On peut lire les ouvrages de ses collègues de l’Institut : le remarquable L’Europe sociale n’aura pas lieu, d’Antoine Schwartz et François Denord, Sortons de l’euro ! de Jacques Nikonoff, En finir avec l’eurolibéralisme, de Bernard Cassen, etc.

On peut, comme ça, s’enfermer à la lumière d’un néon et potasser très sérieusement.
Parfait.

Admirer le paysage

Mais pour s’informer sur l’Europe, on pourrait aussi faire du tourisme, j’ai songé, de retour chez moi, après mon enquête sur la plaque. On pourrait se rendre à Bruxelles, dans sa capitale, pour voir autre chose que le Manneken Pis, l’Atomium, le Musée Magritte, ou des vitrines aux jeunes filles dénudées. On pourrait vraiment le visiter, le « quartier européen », un kilomètre carré, environ. J’y suis retourné à l’automne 2012. Et je vous invite, comme un guide, à flâner parmi ces bâtiments aux vitres teintées, ces grandes esplanades, ces blocs de béton armé, qui ressemblent à quoi ? à la Défense ? à une ville nouvelle ? à un centre commercial de luxe ? à Brasilia, cette cité née de rien ? « “Zoning administratif sans âme”, note La libre Belgique, “ghetto de cols blancs”, “apartheid économicosocial”, les mots des riverains n’ont jamais été tendres envers l’endroit qui accueille 50 000 fonctionnaires et compte plus de 3 millions de m2 de bureaux occupés » (21 juin 2010). Pour l’écrivain Nicolas Crousse, « le quartier du Berlaymont s’est progressivement vidé de son sang. Les habitants, qui étaient 30 000 avant l’arrivée des institutions, ne sont aujourd’hui plus que 900. » Parmi eux, « 300 indigènes » concentrés dans deux rues, rebaptisées la « réserve des Indiens » et « les 600 autres sont des concierges et patrons de penthouses courtisés. » Malgré les protestations, les banderoles tendues sur les façades, ce sont des familles entières, un quartier au complet, qu’on a déplacé pour que la Commission s’installe à son aise, le passé effacé, les résidents évacués. Et c’est déjà une information que la construction, très concrète, de cette Europe-là. On peut admirer le paysage, alors. Des vigiles de « Securitas » devant des entrées de parking. Des grandes artères pour voitures, des rues carrées, à l’américaine. Des Range Rover, souvent grises. Des trottoirs refaits. Des drapeaux qui pendent aux façades, effilochés, noircis. Des grandes sculptures, un peu d’art pour « humaniser ». La Direction Générale Agriculture, la DG Coopération, la DG Commerce, la DG Elargissement, la DG Relations extérieures, etc., autant de buildings qui se ressemblent. Mais à se balader entre les tours, on découvre d’autres détails, qui peuvent nous servir de symboles.

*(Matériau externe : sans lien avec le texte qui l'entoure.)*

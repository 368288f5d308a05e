//! The eligibility resolver.
//!
//! For a permission and an anchor (an object, a user or a group) the
//! resolver asks every role registered for the permission for candidates,
//! unions them by identity, optionally drops the ones that already hold the
//! grant, and resolves the rest into stored records.

use std::collections::BTreeSet;
use std::sync::Arc;

use governor_core::{
    Direction, Group, ObjectRef, Permission, PermissionRef, Registry, Role, RoleResult, User,
};
use governor_store::Store;

use crate::error::{GovernorError, Result};
use crate::lookup;

/// Evaluates registered roles against a domain model `D` and storage `S`.
pub struct Resolver<S: ?Sized, D: ?Sized> {
    store: Arc<S>,
    registry: Arc<Registry<D>>,
    domain: Arc<D>,
}

impl<S: ?Sized, D: ?Sized> Clone for Resolver<S, D> {
    fn clone(&self) -> Self {
        Self {
            store: Arc::clone(&self.store),
            registry: Arc::clone(&self.registry),
            domain: Arc::clone(&self.domain),
        }
    }
}
#[async_trait]
impl Store for SqliteStore {
    async fn insert_permission(&self, permission: &Permission) -> Result<()> {
        let permission = permission.clone();
        self.run(move |conn| {
            conn.execute(
                "INSERT INTO permissions (namespace, codename, object_namespace, object_model)
                 VALUES (?1, ?2, ?3, ?4)
                 ON CONFLICT(namespace, codename) DO UPDATE SET
                    object_namespace = excluded.object_namespace,
                    object_model = excluded.object_model",
                params![
                    permission.namespace(),
                    permission.codename(),
                    permission.object_type.namespace(),
                    permission.object_type.model(),
                ],
            )?;
            Ok(())
        })
        .await
    }

    async fn get_permission(&self, name: &PermissionName) -> Result<Option<Permission>> {
        let name = name.clone();
        self.run(move |conn| {
            conn.query_row(
                "SELECT object_namespace, object_model FROM permissions
                 WHERE namespace = ?1 AND codename = ?2",
                params![name.namespace(), name.codename()],
                |row| object_type_of(row, 0, 1),
            )
            .optional()
            .map(|found| found.map(|object_type| Permission::new(name.clone(), object_type)))
            .map_err(StoreError::from)
        })
        .await
    }

    async fn save_user(&self, user: &User) -> Result<SaveResult> {
        let user = user.clone();
        self.run(move |conn| {
            upsert(
                conn,
                "SELECT EXISTS(SELECT 1 FROM principal_users WHERE user_id = ?1)",
                "INSERT INTO principal_users (user_id, username) VALUES (?1, ?2)",
                "UPDATE principal_users SET username = ?2 WHERE user_id = ?1",
                user.id.get(),
                &user.username,
            )
        })
        .await
    }

    async fn save_group(&self, group: &Group) -> Result<SaveResult> {
        let group = group.clone();
        self.run(move |conn| {
            upsert(
                conn,
                "SELECT EXISTS(SELECT 1 FROM principal_groups WHERE group_id = ?1)",
                "INSERT INTO principal_groups (group_id, name) VALUES (?1, ?2)",
                "UPDATE principal_groups SET name = ?2 WHERE group_id = ?1",
                group.id.get(),
                &group.name,
            )
        })
        .await
    }

    async fn save_object(&self, object: &ObjectRef) -> Result<SaveResult> {
        let object = object.clone();
        self.run(move |conn| {
            let inserted = conn.execute(
                "INSERT OR IGNORE INTO objects (object_namespace, object_model, object_id)
                 VALUES (?1, ?2, ?3)",
                params![
                    object.object_type.namespace(),
                    object.object_type.model(),
                    object.id.get(),
                ],
            )?;
            Ok(if inserted == 1 {
                SaveResult::Created
            } else {
                SaveResult::Updated
            })
        })
        .await
    }

    async fn add_group_member(&self, group: GroupId, user: UserId) -> Result<()> {
        self.run(move |conn| {
            conn.execute(
                "INSERT OR IGNORE INTO group_members (group_id, user_id) VALUES (?1, ?2)",
                params![group.get(), user.get()],
            )
            .map_err(StoreError::from_sqlite)?;
            Ok(())
        })
        .await
    }

    async fn users_by_ids(&self, ids: &BTreeSet<UserId>) -> Result<Vec<User>> {
        if ids.is_empty() {
            return Ok(Vec::new());
        }
        let ids: Vec<i64> = ids.iter().map(|id| id.get()).collect();
        self.run(move |conn| {
            let mut users = Vec::with_capacity(ids.len());
            for chunk in ids.chunks(MAX_BIND_IDS) {
                let sql = format!(
                    "SELECT user_id, username FROM principal_users
                     WHERE user_id IN ({}) ORDER BY user_id",
                    placeholders(chunk.len())
                );
                let mut stmt = conn.prepare_cached(&sql)?;
                let rows = stmt.query_map(params_from_iter(chunk.iter()), |row| {
                    Ok(User::new(row.get::<_, i64>(0)?, row.get::<_, String>(1)?))
                })?;
                for user in rows {
                    users.push(user?);
                }
            }
            Ok(users)
        })
        .await
    }

    async fn groups_by_ids(&self, ids: &BTreeSet<GroupId>) -> Result<Vec<Group>> {
        if ids.is_empty() {
            return Ok(Vec::new());
        }
        let ids: Vec<i64> = ids.iter().map(|id| id.get()).collect();
        self.run(move |conn| {
            let mut groups = Vec::with_capacity(ids.len());
            for chunk in ids.chunks(MAX_BIND_IDS) {
                let sql = format!(
                    "SELECT group_id, name FROM principal_groups
                     WHERE group_id IN ({}) ORDER BY group_id",
                    placeholders(chunk.len())
                );
                let mut stmt = conn.prepare_cached(&sql)?;
                let rows = stmt.query_map(params_from_iter(chunk.iter()), |row| {
                    Ok(Group::new(row.get::<_, i64>(0)?, row.get::<_, String>(1)?))
                })?;
                for group in rows {
                    groups.push(group?);
                }
            }
            Ok(groups)
        })
        .await
    }

    async fn objects_by_ids(
        &self,
        object_type: &ObjectType,
        ids: &BTreeSet<ObjectId>,
    ) -> Result<Vec<ObjectRef>> {
        if ids.is_empty() {
            return Ok(Vec::new());
        }
        let object_type = object_type.clone();
        let ids: Vec<i64> = ids.iter().map(|id| id.get()).collect();

        self.run(move |conn| {
            let mut objects = Vec::with_capacity(ids.len());
            for chunk in ids.chunks(MAX_BIND_IDS) {
                let sql = format!(
                    "SELECT object_id FROM objects
                     WHERE object_namespace = ? AND object_model = ? AND object_id IN ({})
                     ORDER BY object_id",
                    placeholders(chunk.len())
                );
                let mut values = vec![
                    Value::Text(object_type.namespace().to_string()),
                    Value::Text(object_type.model().to_string()),
                ];
                values.extend(chunk.iter().map(|id| Value::Integer(*id)));

                let mut stmt = conn.prepare_cached(&sql)?;
                let rows = stmt.query_map(params_from_iter(values.iter()), |row| {
                    row.get::<_, i64>(0)
                })?;
                for id in rows {
                    objects.push(ObjectRef::new(object_type.clone(), id?));
                }
            }
            Ok(objects)
        })
        .await
    }

    async fn users_granted_on_object(
        &self,
        permission: &Permission,
        object: &ObjectRef,
    ) -> Result<BTreeSet<UserId>> {
        let (permission, object) = (permission.clone(), object.clone());
        self.run(move |conn| {
            id_set(
                conn,
                "SELECT user_id FROM user_grants
                 WHERE namespace = ?1 AND codename = ?2
                   AND object_namespace = ?3 AND object_model = ?4 AND object_id = ?5",
                params![
                    permission.namespace(),
                    permission.codename(),
                    object.object_type.namespace(),
                    object.object_type.model(),
                    object.id.get(),
                ],
                UserId,
            )
        })
        .await
    }

    async fn groups_granted_on_object(
        &self,
        permission: &Permission,
        object: &ObjectRef,
    ) -> Result<BTreeSet<GroupId>> {
        let (permission, object) = (permission.clone(), object.clone());
        self.run(move |conn| {
            id_set(
                conn,
                "SELECT group_id FROM group_grants
                 WHERE namespace = ?1 AND codename = ?2
                   AND object_namespace = ?3 AND object_model = ?4 AND object_id = ?5",
                params![
                    permission.namespace(),
                    permission.codename(),
                    object.object_type.namespace(),
                    object.object_type.model(),
                    object.id.get(),
                ],
                GroupId,
            )
        })
        .await
    }

    async fn objects_granted_to_user(
        &self,
        permission: &Permission,
        user: UserId,
    ) -> Result<BTreeSet<ObjectId>> {
        let permission = permission.clone();
        self.run(move |conn| {
            id_set(
                conn,
                "SELECT object_id FROM user_grants
                 WHERE user_id = ?1 AND namespace = ?2 AND codename = ?3
                   AND object_namespace = ?4 AND object_model = ?5",
                params![
                    user.get(),
                    permission.namespace(),
                    permission.codename(),
                    permission.object_type.namespace(),
                    permission.object_type.model(),
                ],
                ObjectId,
            )
        })
        .await
    }

    async fn objects_granted_to_group(
        &self,
        permission: &Permission,
        group: GroupId,
    ) -> Result<BTreeSet<ObjectId>> {
        let permission = permission.clone();
        self.run(move |conn| {
            id_set(
                conn,
                "SELECT object_id FROM group_grants
                 WHERE group_id = ?1 AND namespace = ?2 AND codename = ?3
                   AND object_namespace = ?4 AND object_model = ?5",
                params![
                    group.get(),
                    permission.namespace(),
                    permission.codename(),
                    permission.object_type.namespace(),
                    permission.object_type.model(),
                ],
                ObjectId,
            )
        })
        .await
    }

    async fn insert_grants(&self, batch: &GrantBatch) -> Result<usize> {
        if batch.is_empty() {
            return Ok(0);
        }
        let batch = batch.clone();
        self.run(move |conn| {
            // Dropping the transaction without commit rolls it back.
            let tx = conn.transaction()?;
            {
                let mut stmt = tx.prepare_cached(
                    "INSERT INTO user_grants (
                        user_id, namespace, codename, object_namespace, object_model, object_id
                    ) VALUES (?1, ?2, ?3, ?4, ?5, ?6)",
                )?;
                for g in &batch.users {
                    stmt.execute(params![
                        g.user.get(),
                        g.permission.namespace(),
                        g.permission.codename(),
                        g.object.object_type.namespace(),
                        g.object.object_type.model(),
                        g.object.id.get(),
                    ])
                    .map_err(StoreError::from_sqlite)?;
                }

                let mut stmt = tx.prepare_cached(
                    "INSERT INTO group_grants (
                        group_id, namespace, codename, object_namespace, object_model, object_id
                    ) VALUES (?1, ?2, ?3, ?4, ?5, ?6)",
                )?;
                for g in &batch.groups {
                    stmt.execute(params![
                        g.group.get(),
                        g.permission.namespace(),
                        g.permission.codename(),
                        g.object.object_type.namespace(),
                        g.object.object_type.model(),
                        g.object.id.get(),
                    ])
                    .map_err(StoreError::from_sqlite)?;
                }
            }
            tx.commit()?;
            Ok(batch.len())
        })
        .await
    }

    async fn user_has_permission(
        &self,
        user: UserId,
        permission: &PermissionName,
        object: &ObjectRef,
    ) -> Result<bool> {
        let (permission, object) = (permission.clone(), object.clone());
        self.run(move |conn| {
            let held: bool = conn.query_row(
                "SELECT EXISTS(
                    SELECT 1 FROM user_grants
                    WHERE user_id = ?1 AND namespace = ?2 AND codename = ?3
                      AND object_namespace = ?4 AND object_model = ?5 AND object_id = ?6
                 ) OR EXISTS(
                    SELECT 1 FROM group_grants g
                    JOIN group_members m ON m.group_id = g.group_id
                    WHERE m.user_id = ?1 AND g.namespace = ?2 AND g.codename = ?3
                      AND g.object_namespace = ?4 AND g.object_model = ?5 AND g.object_id = ?6
                 )",
                params![
                    user.get(),
                    permission.namespace(),
                    permission.codename(),
                    object.object_type.namespace(),
                    object.object_type.model(),
                    object.id.get(),
                ],
                |row| row.get(0),
            )?;
            Ok(held)
        })
        .await
    }

    async fn grant_counts(&self) -> Result<GrantCounts> {
        self.run(|conn| {
            let (users, groups): (i64, i64) = conn.query_row(
                "SELECT (SELECT COUNT(*) FROM user_grants), (SELECT COUNT(*) FROM group_grants)",
                [],
                |row| Ok((row.get(0)?, row.get(1)?)),
            )?;
            Ok(GrantCounts {
                users: users as usize,
                groups: groups as usize,
            })
        })
        .await
    }
}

C’est une statue portant un euro à bout de bras. C’est un portrait géant de Jacques Delors. C’est un étendard « for jobs and growth » déployé. Et à entrer dans ces tours, à collectionner les prospectus, à assister à une conférence de presse, à discuter avec des fonctionnaires, des élus, des lobbyistes, des syndicalistes, comme ça, en reporter qui baguenaude, s’affiche tranquillement une idéologie. Une fusion, une confusion, de la politique avec la finance. C’est à cette promenade que je vous invite à ma suite. Une excursion dans la capitale de l’Europe. Mais qui est aussi, surtout, une incursion dans les têtes qui la font. Qui forgent notre quotidien, notre avenir, depuis Bruxelles.